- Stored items
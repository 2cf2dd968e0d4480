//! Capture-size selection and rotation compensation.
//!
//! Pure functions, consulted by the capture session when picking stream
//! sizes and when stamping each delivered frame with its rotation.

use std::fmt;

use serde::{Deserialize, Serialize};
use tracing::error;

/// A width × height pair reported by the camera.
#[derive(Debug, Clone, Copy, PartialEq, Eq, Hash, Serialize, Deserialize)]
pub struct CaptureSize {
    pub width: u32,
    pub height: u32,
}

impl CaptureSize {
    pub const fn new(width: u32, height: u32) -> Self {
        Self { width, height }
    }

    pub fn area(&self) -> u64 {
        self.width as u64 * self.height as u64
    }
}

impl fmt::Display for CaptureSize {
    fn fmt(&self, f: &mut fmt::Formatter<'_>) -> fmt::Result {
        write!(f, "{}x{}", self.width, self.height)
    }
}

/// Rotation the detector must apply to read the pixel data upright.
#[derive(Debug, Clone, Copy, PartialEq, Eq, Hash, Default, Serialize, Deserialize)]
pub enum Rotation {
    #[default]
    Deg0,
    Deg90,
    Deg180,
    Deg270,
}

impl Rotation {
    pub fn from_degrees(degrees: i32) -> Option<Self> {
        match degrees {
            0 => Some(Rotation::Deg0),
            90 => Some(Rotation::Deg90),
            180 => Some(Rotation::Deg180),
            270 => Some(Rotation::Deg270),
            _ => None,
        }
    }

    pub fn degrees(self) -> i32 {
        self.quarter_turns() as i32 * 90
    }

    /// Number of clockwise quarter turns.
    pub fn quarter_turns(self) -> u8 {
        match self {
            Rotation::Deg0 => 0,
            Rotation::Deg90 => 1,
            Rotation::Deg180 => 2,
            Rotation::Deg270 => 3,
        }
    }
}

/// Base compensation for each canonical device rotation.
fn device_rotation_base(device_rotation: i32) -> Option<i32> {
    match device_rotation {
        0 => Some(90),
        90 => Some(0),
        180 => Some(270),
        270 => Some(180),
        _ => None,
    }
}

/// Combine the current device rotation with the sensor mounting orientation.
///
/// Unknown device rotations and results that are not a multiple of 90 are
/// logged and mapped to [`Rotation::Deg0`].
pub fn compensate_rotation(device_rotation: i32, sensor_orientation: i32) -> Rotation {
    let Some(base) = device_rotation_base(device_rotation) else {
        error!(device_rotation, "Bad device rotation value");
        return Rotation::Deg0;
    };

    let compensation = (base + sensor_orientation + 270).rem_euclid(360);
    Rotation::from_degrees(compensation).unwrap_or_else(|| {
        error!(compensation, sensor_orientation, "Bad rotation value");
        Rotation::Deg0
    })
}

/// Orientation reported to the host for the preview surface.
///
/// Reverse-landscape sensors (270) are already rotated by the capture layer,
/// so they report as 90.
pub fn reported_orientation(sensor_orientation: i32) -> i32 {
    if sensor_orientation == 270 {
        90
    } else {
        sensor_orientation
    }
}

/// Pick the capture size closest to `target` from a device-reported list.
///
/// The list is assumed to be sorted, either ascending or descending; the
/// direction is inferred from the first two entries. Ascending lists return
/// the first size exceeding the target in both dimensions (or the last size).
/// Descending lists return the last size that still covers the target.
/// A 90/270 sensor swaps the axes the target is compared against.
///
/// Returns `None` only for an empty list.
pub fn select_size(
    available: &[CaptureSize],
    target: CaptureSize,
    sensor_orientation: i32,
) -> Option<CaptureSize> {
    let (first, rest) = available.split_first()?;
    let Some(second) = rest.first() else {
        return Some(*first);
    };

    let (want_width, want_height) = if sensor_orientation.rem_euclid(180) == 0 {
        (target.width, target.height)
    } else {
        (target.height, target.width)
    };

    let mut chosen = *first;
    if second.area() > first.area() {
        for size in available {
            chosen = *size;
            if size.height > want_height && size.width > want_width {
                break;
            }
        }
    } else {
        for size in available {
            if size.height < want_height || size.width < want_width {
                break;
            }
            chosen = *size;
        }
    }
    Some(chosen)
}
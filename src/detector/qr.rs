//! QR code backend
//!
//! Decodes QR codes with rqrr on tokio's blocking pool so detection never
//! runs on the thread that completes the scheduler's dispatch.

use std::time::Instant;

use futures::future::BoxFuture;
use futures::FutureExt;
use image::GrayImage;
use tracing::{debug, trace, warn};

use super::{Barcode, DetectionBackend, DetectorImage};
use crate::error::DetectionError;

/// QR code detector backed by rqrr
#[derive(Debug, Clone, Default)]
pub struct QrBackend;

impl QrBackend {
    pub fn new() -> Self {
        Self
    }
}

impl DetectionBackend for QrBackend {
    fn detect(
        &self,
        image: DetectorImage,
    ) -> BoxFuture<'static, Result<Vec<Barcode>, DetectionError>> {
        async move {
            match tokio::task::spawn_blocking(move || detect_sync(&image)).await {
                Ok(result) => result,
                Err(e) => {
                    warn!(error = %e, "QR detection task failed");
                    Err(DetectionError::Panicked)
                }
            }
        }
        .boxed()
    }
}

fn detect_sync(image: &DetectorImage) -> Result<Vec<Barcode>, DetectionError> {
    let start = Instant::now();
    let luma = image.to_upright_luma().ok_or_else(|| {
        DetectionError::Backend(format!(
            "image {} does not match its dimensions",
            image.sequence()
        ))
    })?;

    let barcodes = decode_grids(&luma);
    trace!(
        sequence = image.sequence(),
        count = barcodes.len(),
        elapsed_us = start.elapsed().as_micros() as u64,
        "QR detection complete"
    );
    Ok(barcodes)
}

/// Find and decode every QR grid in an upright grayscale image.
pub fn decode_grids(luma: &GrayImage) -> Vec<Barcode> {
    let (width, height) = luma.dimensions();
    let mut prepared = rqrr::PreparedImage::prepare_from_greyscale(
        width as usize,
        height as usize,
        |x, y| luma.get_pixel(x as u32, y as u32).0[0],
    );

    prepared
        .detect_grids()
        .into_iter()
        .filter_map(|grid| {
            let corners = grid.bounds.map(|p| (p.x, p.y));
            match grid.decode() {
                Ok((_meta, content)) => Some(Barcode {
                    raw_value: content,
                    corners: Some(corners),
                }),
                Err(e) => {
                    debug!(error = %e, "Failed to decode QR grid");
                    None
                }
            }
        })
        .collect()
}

...

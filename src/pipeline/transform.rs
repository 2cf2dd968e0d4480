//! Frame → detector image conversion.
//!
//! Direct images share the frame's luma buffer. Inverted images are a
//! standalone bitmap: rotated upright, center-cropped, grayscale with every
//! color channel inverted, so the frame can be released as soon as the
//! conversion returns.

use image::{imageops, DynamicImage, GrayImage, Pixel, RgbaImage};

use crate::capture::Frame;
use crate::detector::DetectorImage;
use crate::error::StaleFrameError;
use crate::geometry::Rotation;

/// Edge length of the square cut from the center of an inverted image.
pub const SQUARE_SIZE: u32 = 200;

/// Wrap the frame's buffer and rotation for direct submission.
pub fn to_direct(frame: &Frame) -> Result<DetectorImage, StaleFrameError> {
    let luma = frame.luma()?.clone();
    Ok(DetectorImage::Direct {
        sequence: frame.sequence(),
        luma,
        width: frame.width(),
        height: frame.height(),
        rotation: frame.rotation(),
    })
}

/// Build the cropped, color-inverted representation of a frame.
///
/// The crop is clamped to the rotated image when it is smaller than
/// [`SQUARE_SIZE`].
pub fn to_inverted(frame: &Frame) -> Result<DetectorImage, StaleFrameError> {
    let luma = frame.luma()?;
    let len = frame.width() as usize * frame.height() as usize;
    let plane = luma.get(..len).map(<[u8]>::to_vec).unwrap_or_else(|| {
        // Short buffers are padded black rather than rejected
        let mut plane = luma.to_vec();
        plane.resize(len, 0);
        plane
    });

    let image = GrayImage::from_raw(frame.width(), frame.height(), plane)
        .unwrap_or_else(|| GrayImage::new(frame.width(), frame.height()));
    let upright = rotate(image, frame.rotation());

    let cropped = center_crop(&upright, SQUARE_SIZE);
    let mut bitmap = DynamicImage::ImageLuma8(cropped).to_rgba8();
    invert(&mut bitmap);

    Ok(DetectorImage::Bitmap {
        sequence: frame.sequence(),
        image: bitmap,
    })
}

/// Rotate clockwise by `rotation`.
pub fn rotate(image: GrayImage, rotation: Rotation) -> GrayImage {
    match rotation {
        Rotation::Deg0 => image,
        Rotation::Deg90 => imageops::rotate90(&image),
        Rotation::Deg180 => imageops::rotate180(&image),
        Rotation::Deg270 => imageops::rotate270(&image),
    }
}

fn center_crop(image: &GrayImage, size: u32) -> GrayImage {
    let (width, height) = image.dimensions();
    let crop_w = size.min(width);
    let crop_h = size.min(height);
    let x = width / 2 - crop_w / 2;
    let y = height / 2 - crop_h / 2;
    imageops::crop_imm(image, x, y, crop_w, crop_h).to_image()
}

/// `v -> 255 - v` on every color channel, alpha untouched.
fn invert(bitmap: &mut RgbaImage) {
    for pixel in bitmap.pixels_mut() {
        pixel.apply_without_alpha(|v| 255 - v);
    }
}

---

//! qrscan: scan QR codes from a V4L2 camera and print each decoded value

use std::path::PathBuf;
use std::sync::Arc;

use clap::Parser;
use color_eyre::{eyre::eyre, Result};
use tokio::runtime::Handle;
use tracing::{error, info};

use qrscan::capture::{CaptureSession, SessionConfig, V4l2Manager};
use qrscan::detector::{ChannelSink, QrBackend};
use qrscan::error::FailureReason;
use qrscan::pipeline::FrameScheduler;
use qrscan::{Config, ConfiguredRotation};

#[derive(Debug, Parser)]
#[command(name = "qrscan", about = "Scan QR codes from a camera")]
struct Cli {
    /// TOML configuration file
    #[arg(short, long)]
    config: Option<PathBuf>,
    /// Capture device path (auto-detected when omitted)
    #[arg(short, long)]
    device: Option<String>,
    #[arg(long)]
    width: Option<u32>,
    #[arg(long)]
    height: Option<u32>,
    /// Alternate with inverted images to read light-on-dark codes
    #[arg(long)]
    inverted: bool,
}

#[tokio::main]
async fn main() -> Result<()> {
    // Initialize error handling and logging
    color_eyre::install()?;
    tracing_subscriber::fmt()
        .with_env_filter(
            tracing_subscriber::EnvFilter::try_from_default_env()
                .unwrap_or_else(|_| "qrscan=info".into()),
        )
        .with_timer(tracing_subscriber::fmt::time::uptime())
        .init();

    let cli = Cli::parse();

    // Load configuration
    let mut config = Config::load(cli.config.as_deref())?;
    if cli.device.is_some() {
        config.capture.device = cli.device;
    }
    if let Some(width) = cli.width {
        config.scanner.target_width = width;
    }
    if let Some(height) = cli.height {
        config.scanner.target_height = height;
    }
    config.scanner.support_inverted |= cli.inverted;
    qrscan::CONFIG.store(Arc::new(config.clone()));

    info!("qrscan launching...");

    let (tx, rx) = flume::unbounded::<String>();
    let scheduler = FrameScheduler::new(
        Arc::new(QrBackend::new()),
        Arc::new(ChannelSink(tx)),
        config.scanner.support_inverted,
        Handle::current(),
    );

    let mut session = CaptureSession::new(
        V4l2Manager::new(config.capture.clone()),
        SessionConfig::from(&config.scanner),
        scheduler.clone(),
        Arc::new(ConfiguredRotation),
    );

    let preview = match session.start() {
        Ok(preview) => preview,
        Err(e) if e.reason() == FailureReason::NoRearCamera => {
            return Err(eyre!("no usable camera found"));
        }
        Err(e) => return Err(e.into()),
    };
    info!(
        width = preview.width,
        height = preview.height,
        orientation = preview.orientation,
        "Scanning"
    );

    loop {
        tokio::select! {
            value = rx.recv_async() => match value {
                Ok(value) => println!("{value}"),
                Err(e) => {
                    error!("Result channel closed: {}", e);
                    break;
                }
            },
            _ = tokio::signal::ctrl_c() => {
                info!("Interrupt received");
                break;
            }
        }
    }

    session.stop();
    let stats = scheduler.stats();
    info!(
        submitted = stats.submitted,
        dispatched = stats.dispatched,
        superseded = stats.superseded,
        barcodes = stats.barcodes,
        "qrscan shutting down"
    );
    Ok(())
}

- WHAT YOU HAVE TO DO
Your answer should be the lines above, from the line containing "impl DetectionBackend for" up to and including the line containing "let mut prepared", reproduced exactly and with nothing else.

- TASK SOLUTION
impl DetectionBackend for QrBackend {
    fn detect(
        &self,
        image: DetectorImage,
    ) -> BoxFuture<'static, Result<Vec<Barcode>, DetectionError>> {
        async move {
            match tokio::task::spawn_blocking(move || detect_sync(&image)).await {
                Ok(result) => result,
                Err(e) => {
                    warn!(error = %e, "QR detection task failed");
                    Err(DetectionError::Panicked)
                }
            }
        }
        .boxed()
    }
}

fn detect_sync(image: &DetectorImage) -> Result<Vec<Barcode>, DetectionError> {
    let start = Instant::now();
    let luma = image.to_upright_luma().ok_or_else(|| {
        DetectionError::Backend(format!(
            "image {} does not match its dimensions",
            image.sequence()
        ))
    })?;

    let barcodes = decode_grids(&luma);
    trace!(
        sequence = image.sequence(),
        count = barcodes.len(),
        elapsed_us = start.elapsed().as_micros() as u64,
        "QR detection complete"
    );
    Ok(barcodes)
}

/// Find and decode every QR grid in an upright grayscale image.
pub fn decode_grids(luma: &GrayImage) -> Vec<Barcode> {
    let (width, height) = luma.dimensions();
    let mut prepared = rqrr::PreparedImage::prepare_from_greyscale(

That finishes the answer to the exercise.